::: Material for this task :::

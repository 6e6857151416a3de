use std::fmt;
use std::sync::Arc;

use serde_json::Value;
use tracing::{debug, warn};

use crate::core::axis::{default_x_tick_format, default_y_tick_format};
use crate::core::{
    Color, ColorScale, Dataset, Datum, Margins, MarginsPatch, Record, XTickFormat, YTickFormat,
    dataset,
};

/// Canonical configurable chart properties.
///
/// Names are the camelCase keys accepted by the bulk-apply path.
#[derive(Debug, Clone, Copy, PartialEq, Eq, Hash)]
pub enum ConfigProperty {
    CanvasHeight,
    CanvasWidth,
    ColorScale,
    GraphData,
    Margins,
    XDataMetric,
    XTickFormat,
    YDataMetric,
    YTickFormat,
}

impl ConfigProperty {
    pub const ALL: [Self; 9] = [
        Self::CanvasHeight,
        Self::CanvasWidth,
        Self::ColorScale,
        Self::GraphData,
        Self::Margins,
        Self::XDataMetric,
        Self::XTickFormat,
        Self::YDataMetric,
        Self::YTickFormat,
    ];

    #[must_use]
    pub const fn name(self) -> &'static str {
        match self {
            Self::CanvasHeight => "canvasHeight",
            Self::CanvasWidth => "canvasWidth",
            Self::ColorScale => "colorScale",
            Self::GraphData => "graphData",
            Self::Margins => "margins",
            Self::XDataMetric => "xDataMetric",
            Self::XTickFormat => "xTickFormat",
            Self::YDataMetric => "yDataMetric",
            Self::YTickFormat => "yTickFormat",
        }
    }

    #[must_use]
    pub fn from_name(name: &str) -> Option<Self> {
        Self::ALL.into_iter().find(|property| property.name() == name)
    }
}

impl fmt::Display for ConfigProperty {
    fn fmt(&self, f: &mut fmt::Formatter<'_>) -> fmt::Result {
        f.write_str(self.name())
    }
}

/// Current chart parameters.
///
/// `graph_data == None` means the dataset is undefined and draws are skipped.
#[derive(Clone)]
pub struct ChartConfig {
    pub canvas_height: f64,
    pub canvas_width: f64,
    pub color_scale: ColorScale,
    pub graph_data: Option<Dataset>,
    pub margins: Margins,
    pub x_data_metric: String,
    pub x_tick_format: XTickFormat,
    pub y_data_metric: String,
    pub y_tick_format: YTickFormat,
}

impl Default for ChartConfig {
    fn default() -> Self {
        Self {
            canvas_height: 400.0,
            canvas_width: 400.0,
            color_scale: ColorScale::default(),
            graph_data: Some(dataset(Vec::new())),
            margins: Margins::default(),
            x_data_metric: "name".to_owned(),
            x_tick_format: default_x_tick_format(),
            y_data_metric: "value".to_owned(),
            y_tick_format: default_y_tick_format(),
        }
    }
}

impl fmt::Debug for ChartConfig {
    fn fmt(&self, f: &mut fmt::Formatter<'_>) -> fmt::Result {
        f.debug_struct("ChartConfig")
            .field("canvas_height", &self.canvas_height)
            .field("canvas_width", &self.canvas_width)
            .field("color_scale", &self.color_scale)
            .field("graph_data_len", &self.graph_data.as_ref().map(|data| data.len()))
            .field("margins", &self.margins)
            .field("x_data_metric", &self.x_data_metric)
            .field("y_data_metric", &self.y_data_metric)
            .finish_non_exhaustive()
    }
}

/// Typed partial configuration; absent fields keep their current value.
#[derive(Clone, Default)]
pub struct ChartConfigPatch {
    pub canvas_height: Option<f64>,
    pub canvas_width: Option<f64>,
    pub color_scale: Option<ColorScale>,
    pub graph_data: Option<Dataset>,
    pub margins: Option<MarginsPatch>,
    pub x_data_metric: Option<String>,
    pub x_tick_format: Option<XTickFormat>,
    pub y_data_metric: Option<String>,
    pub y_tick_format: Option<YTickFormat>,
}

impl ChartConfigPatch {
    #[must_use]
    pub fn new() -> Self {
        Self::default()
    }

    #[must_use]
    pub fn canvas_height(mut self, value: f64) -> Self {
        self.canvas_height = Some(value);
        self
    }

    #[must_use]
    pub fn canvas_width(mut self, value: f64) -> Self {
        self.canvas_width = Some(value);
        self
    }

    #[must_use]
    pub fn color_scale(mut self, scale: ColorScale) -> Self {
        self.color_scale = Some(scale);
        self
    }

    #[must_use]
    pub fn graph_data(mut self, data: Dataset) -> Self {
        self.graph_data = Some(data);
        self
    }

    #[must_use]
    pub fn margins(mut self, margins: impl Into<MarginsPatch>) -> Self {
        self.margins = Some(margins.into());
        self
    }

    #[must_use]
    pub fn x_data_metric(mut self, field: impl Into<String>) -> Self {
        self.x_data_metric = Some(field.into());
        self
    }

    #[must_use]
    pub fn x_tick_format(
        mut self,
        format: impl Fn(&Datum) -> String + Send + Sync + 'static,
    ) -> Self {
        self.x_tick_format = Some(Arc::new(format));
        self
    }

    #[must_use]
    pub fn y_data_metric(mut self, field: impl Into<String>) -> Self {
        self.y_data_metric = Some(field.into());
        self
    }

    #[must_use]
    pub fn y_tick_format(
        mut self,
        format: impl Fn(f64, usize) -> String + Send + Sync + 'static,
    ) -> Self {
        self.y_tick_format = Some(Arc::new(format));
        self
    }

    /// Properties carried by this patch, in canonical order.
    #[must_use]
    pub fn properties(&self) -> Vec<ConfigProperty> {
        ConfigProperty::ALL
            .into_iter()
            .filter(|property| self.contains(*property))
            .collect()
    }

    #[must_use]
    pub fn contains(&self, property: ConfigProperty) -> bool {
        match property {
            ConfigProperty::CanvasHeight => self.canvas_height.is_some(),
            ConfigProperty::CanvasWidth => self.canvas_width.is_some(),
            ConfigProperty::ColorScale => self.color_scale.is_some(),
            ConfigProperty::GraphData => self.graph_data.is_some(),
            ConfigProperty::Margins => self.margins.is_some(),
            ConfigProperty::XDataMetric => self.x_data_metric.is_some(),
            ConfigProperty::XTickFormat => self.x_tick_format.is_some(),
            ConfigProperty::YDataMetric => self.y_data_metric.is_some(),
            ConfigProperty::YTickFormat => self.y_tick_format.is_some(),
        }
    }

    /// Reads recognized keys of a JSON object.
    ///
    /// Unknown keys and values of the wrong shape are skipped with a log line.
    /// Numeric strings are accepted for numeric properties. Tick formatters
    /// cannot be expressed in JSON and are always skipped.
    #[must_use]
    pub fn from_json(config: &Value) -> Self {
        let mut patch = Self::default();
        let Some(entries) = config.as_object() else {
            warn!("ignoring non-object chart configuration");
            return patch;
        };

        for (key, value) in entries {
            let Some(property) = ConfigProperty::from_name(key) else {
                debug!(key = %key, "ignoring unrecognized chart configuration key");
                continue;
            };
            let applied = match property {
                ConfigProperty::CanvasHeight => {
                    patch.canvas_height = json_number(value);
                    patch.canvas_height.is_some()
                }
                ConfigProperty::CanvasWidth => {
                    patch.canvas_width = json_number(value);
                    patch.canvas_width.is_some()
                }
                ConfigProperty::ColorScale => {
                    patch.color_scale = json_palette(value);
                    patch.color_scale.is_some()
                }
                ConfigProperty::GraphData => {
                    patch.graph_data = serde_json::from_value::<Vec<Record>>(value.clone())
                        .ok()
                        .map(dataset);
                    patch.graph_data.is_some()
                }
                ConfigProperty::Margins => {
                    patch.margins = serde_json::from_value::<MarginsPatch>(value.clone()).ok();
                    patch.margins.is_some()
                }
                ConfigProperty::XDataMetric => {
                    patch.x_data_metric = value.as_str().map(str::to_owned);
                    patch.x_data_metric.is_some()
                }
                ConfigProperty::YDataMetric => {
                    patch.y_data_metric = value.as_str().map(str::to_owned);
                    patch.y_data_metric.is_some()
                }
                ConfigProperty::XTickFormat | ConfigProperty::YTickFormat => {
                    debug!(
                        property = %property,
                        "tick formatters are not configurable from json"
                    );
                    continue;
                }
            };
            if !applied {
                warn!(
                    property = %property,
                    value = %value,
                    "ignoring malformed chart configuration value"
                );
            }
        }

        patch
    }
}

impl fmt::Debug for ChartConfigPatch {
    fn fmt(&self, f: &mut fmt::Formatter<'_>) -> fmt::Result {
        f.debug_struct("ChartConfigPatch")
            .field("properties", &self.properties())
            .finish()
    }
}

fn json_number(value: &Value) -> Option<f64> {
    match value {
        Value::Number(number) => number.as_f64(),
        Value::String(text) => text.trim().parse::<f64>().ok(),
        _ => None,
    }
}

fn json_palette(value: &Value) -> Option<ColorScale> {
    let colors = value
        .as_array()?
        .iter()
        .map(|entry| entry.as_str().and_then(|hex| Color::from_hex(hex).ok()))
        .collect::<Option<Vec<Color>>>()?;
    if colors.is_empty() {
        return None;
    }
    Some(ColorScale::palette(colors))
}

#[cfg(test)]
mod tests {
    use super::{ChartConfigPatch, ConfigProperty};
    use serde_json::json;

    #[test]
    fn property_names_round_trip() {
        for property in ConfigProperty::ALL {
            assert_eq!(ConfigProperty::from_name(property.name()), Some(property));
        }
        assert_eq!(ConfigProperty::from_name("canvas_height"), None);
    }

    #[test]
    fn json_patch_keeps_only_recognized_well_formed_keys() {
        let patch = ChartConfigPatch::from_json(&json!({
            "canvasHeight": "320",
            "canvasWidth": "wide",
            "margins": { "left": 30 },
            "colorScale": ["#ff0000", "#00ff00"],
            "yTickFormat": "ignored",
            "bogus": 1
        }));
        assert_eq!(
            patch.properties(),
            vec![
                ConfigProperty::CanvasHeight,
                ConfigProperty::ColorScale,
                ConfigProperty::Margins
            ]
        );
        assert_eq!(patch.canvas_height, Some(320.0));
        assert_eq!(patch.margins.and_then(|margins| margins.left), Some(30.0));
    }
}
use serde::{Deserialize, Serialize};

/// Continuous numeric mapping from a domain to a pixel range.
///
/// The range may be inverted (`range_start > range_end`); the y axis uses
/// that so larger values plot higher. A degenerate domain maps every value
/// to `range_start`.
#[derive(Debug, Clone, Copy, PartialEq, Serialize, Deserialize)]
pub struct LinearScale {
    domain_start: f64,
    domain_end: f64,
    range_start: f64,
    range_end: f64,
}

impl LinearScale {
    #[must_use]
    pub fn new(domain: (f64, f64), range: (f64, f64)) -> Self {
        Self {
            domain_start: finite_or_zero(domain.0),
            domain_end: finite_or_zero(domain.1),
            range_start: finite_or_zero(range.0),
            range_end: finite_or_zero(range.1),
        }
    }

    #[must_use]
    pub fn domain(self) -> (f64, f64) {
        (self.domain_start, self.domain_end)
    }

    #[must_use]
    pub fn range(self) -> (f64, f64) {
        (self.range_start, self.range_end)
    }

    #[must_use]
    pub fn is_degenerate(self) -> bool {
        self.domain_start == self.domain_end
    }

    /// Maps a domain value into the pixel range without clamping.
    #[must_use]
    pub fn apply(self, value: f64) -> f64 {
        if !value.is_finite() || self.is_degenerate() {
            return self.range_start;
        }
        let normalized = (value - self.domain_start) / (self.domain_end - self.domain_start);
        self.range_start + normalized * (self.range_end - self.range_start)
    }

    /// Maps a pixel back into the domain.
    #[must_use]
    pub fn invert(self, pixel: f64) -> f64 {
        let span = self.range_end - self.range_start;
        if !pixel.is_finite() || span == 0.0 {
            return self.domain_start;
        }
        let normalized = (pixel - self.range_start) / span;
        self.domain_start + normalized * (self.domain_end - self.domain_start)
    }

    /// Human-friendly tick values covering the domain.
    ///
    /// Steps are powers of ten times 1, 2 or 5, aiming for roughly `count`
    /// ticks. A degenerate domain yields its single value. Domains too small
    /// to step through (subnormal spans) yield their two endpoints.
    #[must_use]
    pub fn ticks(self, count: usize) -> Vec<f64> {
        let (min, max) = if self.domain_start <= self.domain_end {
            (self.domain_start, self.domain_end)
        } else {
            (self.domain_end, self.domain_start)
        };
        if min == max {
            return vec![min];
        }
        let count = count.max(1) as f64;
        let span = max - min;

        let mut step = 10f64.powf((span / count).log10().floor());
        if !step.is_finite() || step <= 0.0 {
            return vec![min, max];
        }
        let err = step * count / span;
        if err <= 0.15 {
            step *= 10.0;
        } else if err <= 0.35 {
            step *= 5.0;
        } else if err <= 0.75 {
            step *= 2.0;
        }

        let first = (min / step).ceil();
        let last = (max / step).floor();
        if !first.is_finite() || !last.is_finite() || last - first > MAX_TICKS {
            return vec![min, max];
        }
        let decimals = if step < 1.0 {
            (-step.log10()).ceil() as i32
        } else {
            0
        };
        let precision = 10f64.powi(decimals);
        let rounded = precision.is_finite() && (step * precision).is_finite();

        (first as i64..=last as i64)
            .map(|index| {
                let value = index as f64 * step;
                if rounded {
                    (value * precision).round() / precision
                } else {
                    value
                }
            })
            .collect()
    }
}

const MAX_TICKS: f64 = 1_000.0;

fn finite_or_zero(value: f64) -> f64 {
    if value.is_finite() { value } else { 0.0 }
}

:::

> What is required
Scan the lines above for "return patch;" and for "patch.canvas_height.is_some()". Repeat exactly the line holding each of them and every line in between.

> Task response
            return patch;
        };

        for (key, value) in entries {
            let Some(property) = ConfigProperty::from_name(key) else {
                debug!(key = %key, "ignoring unrecognized chart configuration key");
                continue;
            };
            let applied = match property {
                ConfigProperty::CanvasHeight => {
                    patch.canvas_height = json_number(value);
                    patch.canvas_height.is_some()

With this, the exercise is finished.